The problem means some dealers have many cars on their lots that can’t be sold. Car owners trying to sell their used vehicles also are facing delays.
The approval process for titles jumped from a month and a half to more than three months in July when Motor Vehicles upgraded a computer system that links city and town clerks to state vehicle records.
Motor Vehicles Director Virginia Beecher says at the height of the backup, it was taking six weeks to process registrations. Now, she said it’s taking less than two months for titles and three weeks for registrations, as more local clerks are trained on the new system.
It’s not a small problem for car dealers, who need to turn the paperwork around promptly to keep sales moving.
“Titles are the lifeblood of dealer operations,” Daniel McLeod, president of the New Hampshire Auto Dealers Association told the Concord Monitor. “If they don’t have the titles to the vehicles, they cannot sell the vehicles.”
A vehicle’s title is proof of ownership and authenticity required to buy, sell or trade.

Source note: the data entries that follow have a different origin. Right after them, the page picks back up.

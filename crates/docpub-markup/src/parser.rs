//! Line-oriented parse pass.

use crate::directive::{Directive, DirectiveKind};
use crate::inline::strip_inline;
use crate::line::{LineKind, classify};
use crate::text::{RULE_PLACEHOLDER, slice_units, text_len};

/// Result of parsing markup.
#[derive(Debug, Clone, PartialEq, Eq, Default)]
#[cfg_attr(feature = "serde", derive(serde::Serialize, serde::Deserialize))]
pub struct Parsed {
    /// Markup-free text, lines joined by `\n`.
    pub text: String,
    /// Directives in the order their markup was encountered.
    pub directives: Vec<Directive>,
}

impl Parsed {
    /// Length of the plain text in UTF-16 code units.
    #[must_use]
    pub fn text_len(&self) -> usize {
        text_len(&self.text)
    }

    /// The slice of plain text a directive covers.
    #[must_use]
    pub fn directive_text(&self, directive: &Directive) -> &str {
        slice_units(&self.text, directive.start, directive.end)
    }

    /// Directives of one kind, by name (e.g. `"bold"`).
    pub fn directives_named<'a>(&'a self, name: &'a str) -> impl Iterator<Item = &'a Directive> {
        self.directives.iter().filter(move |d| d.kind.name() == name)
    }
}

/// Parse markup into plain text and formatting directives.
///
/// Never fails: markup that does not match a known construct is kept as
/// literal text.
#[must_use]
pub fn parse(markup: &str) -> Parsed {
    let mut lines = Vec::new();
    let mut directives = Vec::new();
    // Offset of the current line's first code unit in the joined output.
    let mut offset = 0;

    for raw in markup.split('\n') {
        let line = raw.trim_end();

        let clean = match classify(line) {
            LineKind::Rule => {
                let clean = RULE_PLACEHOLDER.to_owned();
                push_line_directive(&mut directives, offset, &clean, DirectiveKind::HorizontalRule);
                clean
            }
            LineKind::HiddenMarker(marker) => {
                let clean = marker.to_owned();
                push_line_directive(&mut directives, offset, &clean, DirectiveKind::HiddenMarker);
                clean
            }
            LineKind::Heading2(content) => {
                let clean = content.to_owned();
                push_line_directive(&mut directives, offset, &clean, DirectiveKind::Heading2);
                clean
            }
            LineKind::Heading3(content) => {
                let clean = content.to_owned();
                push_line_directive(&mut directives, offset, &clean, DirectiveKind::Heading3);
                clean
            }
            LineKind::Bullet(content) => {
                let clean = strip_inline(content, offset, &mut directives);
                push_line_directive(&mut directives, offset, &clean, DirectiveKind::BulletItem);
                clean
            }
            LineKind::Text(content) => strip_inline(content, offset, &mut directives),
        };

        // +1 for the newline joining this line to the next
        offset += text_len(&clean) + 1;
        lines.push(clean);
    }

    let parsed = Parsed {
        text: lines.join("\n"),
        directives,
    };
    debug_assert_offsets(&parsed);
    parsed
}

fn push_line_directive(
    directives: &mut Vec<Directive>,
    offset: usize,
    clean: &str,
    kind: DirectiveKind,
) {
    directives.push(Directive::new(offset, offset + text_len(clean), kind));
}

fn debug_assert_offsets(parsed: &Parsed) {
    if cfg!(debug_assertions) {
        let len = parsed.text_len();
        for directive in &parsed.directives {
            assert!(
                directive.start <= directive.end && directive.end <= len,
                "directive {directive} out of bounds for text of length {len}"
            );
        }
    }
}
//! Publisher implementation.

use docpub_markup::{Parsed, parse, text_len};
use tracing::{debug, info};

use crate::client::DocumentClient;
use crate::compile::Compiler;
use crate::request::Request;
use crate::types::edit_url;

use super::PublishConfig;
use super::error::PublishError;
use super::result::{DryRunResult, PublishResult};

/// Publishes markdown articles into Google Docs documents.
pub struct Publisher<'a, C: DocumentClient> {
    client: &'a C,
    config: PublishConfig,
}

impl<'a, C: DocumentClient> Publisher<'a, C> {
    /// Create a new publisher.
    #[must_use]
    pub fn new(client: &'a C, config: PublishConfig) -> Self {
        Self { client, config }
    }

    /// Create a document titled `title` and publish `markdown` into it.
    ///
    /// # Errors
    ///
    /// Returns an error if the configured insert index is invalid or any
    /// API call fails. A failure after creation leaves the document in place.
    pub fn publish(&self, title: &str, markdown: &str) -> Result<PublishResult, PublishError> {
        self.validate()?;
        let document = self.client.create_document(title)?;
        self.publish_to(&document.document_id, markdown)
    }

    /// Publish `markdown` into an existing document.
    ///
    /// This method:
    /// 1. Parses the markdown
    /// 2. Inserts the plain text at the insert index
    /// 3. Applies the compiled formatting requests
    ///
    /// Nothing is sent when the markdown has no text, and the formatting
    /// batch is skipped when there is nothing to format.
    ///
    /// # Errors
    ///
    /// Returns an error if the configured insert index is invalid or any
    /// API call fails. Formatting is not attempted after a failed insert.
    pub fn publish_to(
        &self,
        document_id: &str,
        markdown: &str,
    ) -> Result<PublishResult, PublishError> {
        self.validate()?;

        let parsed = parse(markdown);
        let characters = parsed.text_len();
        let mut operations = 0;

        if characters == 0 {
            info!("Nothing to publish into document {}", document_id);
        } else {
            let index = self.config.insert_index;
            info!(
                "Inserting {} characters into document {} at index {}",
                characters, document_id, index
            );
            self.client.insert_text(document_id, index, &parsed.text)?;

            let requests = self.format_requests(&parsed);
            operations = requests.len();
            if requests.is_empty() {
                debug!("No formatting to apply");
            } else {
                self.client.batch_update(document_id, &requests)?;
                info!("Applied {} formatting request(s)", operations);
            }
        }

        Ok(PublishResult {
            document_id: document_id.to_owned(),
            url: edit_url(document_id),
            characters_inserted: characters,
            operations_applied: operations,
        })
    }

    /// Build the requests a publish would send, without sending them.
    ///
    /// # Errors
    ///
    /// Returns an error if the configured insert index is invalid.
    pub fn dry_run(&self, markdown: &str) -> Result<DryRunResult, PublishError> {
        dry_run(&self.config, markdown)
    }

    fn validate(&self) -> Result<(), PublishError> {
        self.config.validate()
    }

    fn format_requests(&self, parsed: &Parsed) -> Vec<Request> {
        format_requests(&self.config, parsed)
    }
}

/// Build the requests publishing `markdown` would send. No client needed.
///
/// # Errors
///
/// Returns an error if the configured insert index is invalid.
pub fn dry_run(config: &PublishConfig, markdown: &str) -> Result<DryRunResult, PublishError> {
    config.validate()?;

    let parsed = parse(markdown);
    let (insert, requests) = if parsed.text.is_empty() {
        (None, Vec::new())
    } else {
        (
            Some(Request::insert_text(config.insert_index, parsed.text.as_str())),
            format_requests(config, &parsed),
        )
    };

    Ok(DryRunResult {
        text: parsed.text,
        directives: parsed.directives,
        insert,
        requests,
    })
}

fn format_requests(config: &PublishConfig, parsed: &Parsed) -> Vec<Request> {
    Compiler::new(config.theme).compile(
        &parsed.directives,
        config.insert_index,
        Some(text_len(&parsed.text)),
    )
}
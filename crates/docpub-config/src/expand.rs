//! Environment variable expansion for configuration strings.

use std::cell::RefCell;

use crate::ConfigError;

/// Expand `${VAR}` and `${VAR:-default}` references in `value`.
///
/// An unset variable without a default is an error naming `field`.
/// Bare `$VAR` is left as-is.
pub(crate) fn expand_env(value: &str, field: &str) -> Result<String, ConfigError> {
    if !value.contains("${") {
        return Ok(value.to_owned());
    }

    let unset = RefCell::new(Vec::new());
    let expanded = shellexpand::env_with_context_no_errors(value, |var| {
        let found = std::env::var(var).ok();
        if found.is_none() {
            unset.borrow_mut().push(var.to_owned());
        }
        found
    })
    .into_owned();

    // Unset variables with a default were substituted; the rest stay literal.
    let unset = unset.into_inner();
    if let Some(var) = unset
        .iter()
        .find(|var| expanded.contains(&format!("${{{var}}}")))
    {
        return Err(ConfigError::EnvVar {
            field: field.to_owned(),
            message: format!("${{{var}}} not set"),
        });
    }

    Ok(expanded)
}

#[cfg(test)]
mod tests {
    use super::*;

    #[test]
    fn test_expand_simple_var() {
        // SAFETY: variable names are unique to this test
        unsafe {
            std::env::set_var("DOCPUB_TEST_SIMPLE", "hello");
        }
        let result = expand_env("${DOCPUB_TEST_SIMPLE}", "test.field").unwrap();
        assert_eq!(result, "hello");
        unsafe {
            std::env::remove_var("DOCPUB_TEST_SIMPLE");
        }
    }

    #[test]
    fn test_expand_with_default_uses_value() {
        // SAFETY: variable names are unique to this test
        unsafe {
            std::env::set_var("DOCPUB_TEST_DEFAULT", "hello");
        }
        let result = expand_env("${DOCPUB_TEST_DEFAULT:-world}", "test.field").unwrap();
        assert_eq!(result, "hello");
        unsafe {
            std::env::remove_var("DOCPUB_TEST_DEFAULT");
        }
    }

    #[test]
    fn test_expand_with_default_uses_default() {
        let result = expand_env("${DOCPUB_TEST_UNSET_A:-fallback}", "test.field").unwrap();
        assert_eq!(result, "fallback");
    }

    #[test]
    fn test_expand_missing_var_error() {
        let err = expand_env("Bearer ${DOCPUB_TEST_UNSET_B}", "google_docs.access_token")
            .unwrap_err();
        assert!(matches!(err, ConfigError::EnvVar { .. }));
        let message = err.to_string();
        assert!(message.contains("DOCPUB_TEST_UNSET_B"));
        assert!(message.contains("google_docs.access_token"));
    }

    #[test]
    fn test_expand_literal_unchanged() {
        let result = expand_env("literal $HOME string", "test.field").unwrap();
        assert_eq!(result, "literal $HOME string");
    }

    #[test]
    fn test_expand_embedded_var() {
        // SAFETY: variable names are unique to this test
        unsafe {
            std::env::set_var("DOCPUB_TEST_HOST", "docs.example.com");
        }
        let result = expand_env("https://${DOCPUB_TEST_HOST}/api", "test.url").unwrap();
        assert_eq!(result, "https://docs.example.com/api");
        unsafe {
            std::env::remove_var("DOCPUB_TEST_HOST");
        }
    }
}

When dealers sell a new or used car in New Hampshire, they send the vehicle’s title to the DMV in Concord, where it is processed. If the buyer took out a loan, the title is then sent to the lending institution. If the person bought the vehicle outright, the title is then sent back to the new owner.
In order for anyone to buy, sell or trade a vehicle, they have to be able to get their title. If they are still paying for the vehicle, they have to get the title from the lending institution. With titles caught in the processing, the vehicle cannot change hands.

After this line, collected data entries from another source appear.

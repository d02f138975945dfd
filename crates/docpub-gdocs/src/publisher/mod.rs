//! Markdown publishing to Google Docs.
//!
//! [`Publisher`] runs the whole flow for one article:
//!
//! 1. Parse the markdown into plain text and directives
//! 2. Insert the plain text at the configured index (first batch)
//! 3. Compile the directives against that same index
//! 4. Apply the formatting requests (second batch)
//!
//! # Example
//!
//! ```no_run
//! # fn main() -> Result<(), Box<dyn std::error::Error>> {
//! use docpub_gdocs::{Credentials, DEFAULT_API_URL, GoogleDocsClient, PublishConfig, Publisher};
//!
//! let client = GoogleDocsClient::new(DEFAULT_API_URL, &Credentials::access_token("ya29..."))?;
//! let publisher = Publisher::new(&client, PublishConfig::default());
//!
//! let result = publisher.publish("Weekly notes", "## Summary\n\n- **Done**")?;
//! println!("{}", result.url);
//!
//! // Or preview the requests; no API calls are made
//! let dry_run = publisher.dry_run("## Summary")?;
//! # Ok(())
//! # }
//! ```

mod error;
mod executor;
mod result;

pub use error::PublishError;
pub use executor::{Publisher, dry_run};
pub use result::{DryRunResult, PublishResult};

use crate::style::Theme;

/// First body index of a freshly created document.
pub const DEFAULT_INSERT_INDEX: usize = 1;

/// Configuration for publishing markdown into a document.
#[derive(Debug, Clone)]
pub struct PublishConfig {
    /// Document index the plain text is inserted at.
    pub insert_index: usize,
    /// Styling applied by the compiler.
    pub theme: Theme,
}

impl Default for PublishConfig {
    fn default() -> Self {
        Self {
            insert_index: DEFAULT_INSERT_INDEX,
            theme: Theme::default(),
        }
    }
}

impl PublishConfig {
    /// Check the configuration before any request is sent.
    ///
    /// # Errors
    ///
    /// Returns [`PublishError::Config`] if `insert_index` is 0, which
    /// precedes the document body.
    pub fn validate(&self) -> Result<(), PublishError> {
        if self.insert_index == 0 {
            return Err(PublishError::Config(
                "insert_index must be at least 1".to_owned(),
            ));
        }
        Ok(())
    }
}
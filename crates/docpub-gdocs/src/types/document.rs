//! Document resource types.

use serde::Deserialize;

/// Google Docs document.
///
/// Only the identifying fields are kept; serde ignores the body.
#[derive(Debug, Clone, Deserialize)]
#[serde(rename_all = "camelCase")]
pub struct Document {
    /// Document ID.
    pub document_id: String,
    /// Document title.
    #[serde(default)]
    pub title: String,
    /// Revision the response reflects.
    #[serde(default)]
    pub revision_id: Option<String>,
}

impl Document {
    /// Browser URL for editing the document.
    #[must_use]
    pub fn edit_url(&self) -> String {
        edit_url(&self.document_id)
    }
}

/// Browser URL for editing the document with `document_id`.
#[must_use]
pub fn edit_url(document_id: &str) -> String {
    format!("https://docs.google.com/document/d/{document_id}/edit")
}

/// `documents.batchUpdate` response.
#[derive(Debug, Clone, Deserialize)]
#[serde(rename_all = "camelCase")]
pub struct BatchUpdateResponse {
    /// Document the batch was applied to.
    pub document_id: String,
    /// One reply per request (empty objects for most request kinds).
    #[serde(default)]
    pub replies: Vec<serde_json::Value>,
    /// Revision after the update.
    #[serde(default)]
    pub write_control: Option<WriteControl>,
}

/// Revision control information.
#[derive(Debug, Clone, Deserialize)]
#[serde(rename_all = "camelCase")]
pub struct WriteControl {
    #[serde(default)]
    pub required_revision_id: Option<String>,
}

When the DMV’s new system was installed in July, the state disconnected 90 cities and towns that had been connected to the previous system, causing the title and registration information once processed by clerks in those communities to be shifted to the DMV all at once until those communities could be reconnected again.

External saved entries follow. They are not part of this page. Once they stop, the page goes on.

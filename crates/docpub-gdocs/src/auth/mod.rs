//! Google API credentials.
//!
//! Requests carry an OAuth 2.0 bearer token, taken either as-is from
//! configuration or obtained from a service account key through the
//! JWT bearer grant.

mod jwt;
pub(crate) mod key;
#[cfg(test)]
pub(crate) mod test_keys;
mod token;

use std::fmt;
use std::path::Path;

use ureq::Agent;

pub use key::ServiceAccountKey;

use crate::error::GoogleDocsError;

/// OAuth scope granting read/write access to documents.
pub const DOCUMENTS_SCOPE: &str = "https://www.googleapis.com/auth/documents";

/// How the client authenticates.
#[derive(Clone)]
pub enum Credentials {
    /// Pre-issued OAuth access token.
    AccessToken(String),
    /// Service account key, exchanged for a token when the client is built.
    ServiceAccount(ServiceAccountKey),
}

impl Credentials {
    /// Use a pre-issued access token.
    #[must_use]
    pub fn access_token(token: impl Into<String>) -> Self {
        Self::AccessToken(token.into())
    }

    /// Load a service account JSON key file.
    pub fn service_account_file(path: &Path) -> Result<Self, GoogleDocsError> {
        Ok(Self::ServiceAccount(ServiceAccountKey::from_file(path)?))
    }

    /// Resolve to a bearer token, exchanging the service account key if needed.
    pub(crate) fn bearer_token(&self, agent: &Agent) -> Result<String, GoogleDocsError> {
        match self {
            Self::AccessToken(token) if token.is_empty() => {
                Err(GoogleDocsError::Auth("access token is empty".to_owned()))
            }
            Self::AccessToken(token) => Ok(token.clone()),
            Self::ServiceAccount(key) => token::fetch_access_token(agent, key, DOCUMENTS_SCOPE),
        }
    }
}

impl fmt::Debug for Credentials {
    fn fmt(&self, f: &mut fmt::Formatter<'_>) -> fmt::Result {
        match self {
            Self::AccessToken(_) => f.write_str("AccessToken(<redacted>)"),
            Self::ServiceAccount(key) => f
                .debug_tuple("ServiceAccount")
                .field(&key.client_email)
                .finish(),
        }
    }
}
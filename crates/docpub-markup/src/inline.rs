//! Inline markup scrubbing: `**bold**` and `[label](url)`.
//!
//! The scanner walks a single line left to right with one cursor. Every
//! directive it records is positioned in the final plain-text coordinate
//! space by adding the caller's base offset.

use crate::directive::{Directive, DirectiveKind};
use crate::text::text_len;

const BOLD_DELIMITER: &str = "**";

/// Strip bold and link markup from `text`, recording directives.
///
/// `base` is the offset at which the returned text will start in the
/// final plain text.
pub(crate) fn strip_inline(text: &str, base: usize, directives: &mut Vec<Directive>) -> String {
    scan(text, base, directives, true)
}

/// Strip bold markup only. Used for link labels.
fn strip_bold(text: &str, base: usize, directives: &mut Vec<Directive>) -> String {
    scan(text, base, directives, false)
}

fn scan(text: &str, base: usize, directives: &mut Vec<Directive>, links: bool) -> String {
    let mut out = String::with_capacity(text.len());
    // Code units written to `out` so far.
    let mut written = 0;
    let mut pos = 0;

    while pos < text.len() {
        let rest = &text[pos..];

        if links && let Some(link) = match_link(rest) {
            let start = base + written;
            let label = strip_bold(link.label, start, directives);
            let label_len = text_len(&label);
            directives.push(Directive::new(
                start,
                start + label_len,
                DirectiveKind::Hyperlink {
                    target_url: link.url.to_owned(),
                },
            ));
            out.push_str(&label);
            written += label_len;
            pos += link.consumed;
            continue;
        }

        if let Some(inner) = match_bold(rest) {
            let start = base + written;
            let inner_len = text_len(inner);
            directives.push(Directive::new(start, start + inner_len, DirectiveKind::Bold));
            out.push_str(inner);
            written += inner_len;
            pos += inner.len() + 2 * BOLD_DELIMITER.len();
            continue;
        }

        // Unmatched markup falls through here and is copied literally.
        let Some(ch) = rest.chars().next() else {
            break;
        };
        out.push(ch);
        written += ch.len_utf16();
        pos += ch.len_utf8();
    }

    out
}

/// A `[label](url)` match at the start of a string.
struct LinkMatch<'a> {
    label: &'a str,
    url: &'a str,
    /// Bytes spanned by the whole match.
    consumed: usize,
}

/// Match `[label](url)` at the start of `s`.
///
/// The label is one or more characters other than `]`; the URL is one or
/// more characters other than `)`.
fn match_link(s: &str) -> Option<LinkMatch<'_>> {
    let after_open = s.strip_prefix('[')?;
    let label_end = after_open.find(']')?;
    if label_end == 0 {
        return None;
    }
    let label = &after_open[..label_end];

    let after_label = after_open[label_end + 1..].strip_prefix('(')?;
    let url_end = after_label.find(')')?;
    if url_end == 0 {
        return None;
    }
    let url = &after_label[..url_end];

    // '[' + label + "](" + url + ')'
    let consumed = 1 + label.len() + 2 + url.len() + 1;
    Some(LinkMatch {
        label,
        url,
        consumed,
    })
}

/// Match `**inner**` at the start of `s`, returning `inner`.
///
/// The closing delimiter is the first `**` after the opening one, so the
/// inner content may be empty.
fn match_bold(s: &str) -> Option<&str> {
    let after_open = s.strip_prefix(BOLD_DELIMITER)?;
    let close = after_open.find(BOLD_DELIMITER)?;
    Some(&after_open[..close])
}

Because all the clerks needed to be trained in how to use the new software, those 90 communities could not be brought back onto the system all at once, Beecher said. They have been brought back on in small groups of no more than six at a time. Beecher said 13 communities still need to be reconnected, and another 59 will be signing on for the first time. The original 90 should be back by the end of February, Beecher said, and there is no plan yet for the new members.
Her goal is to get the processing time for titles down to no more than 10 days.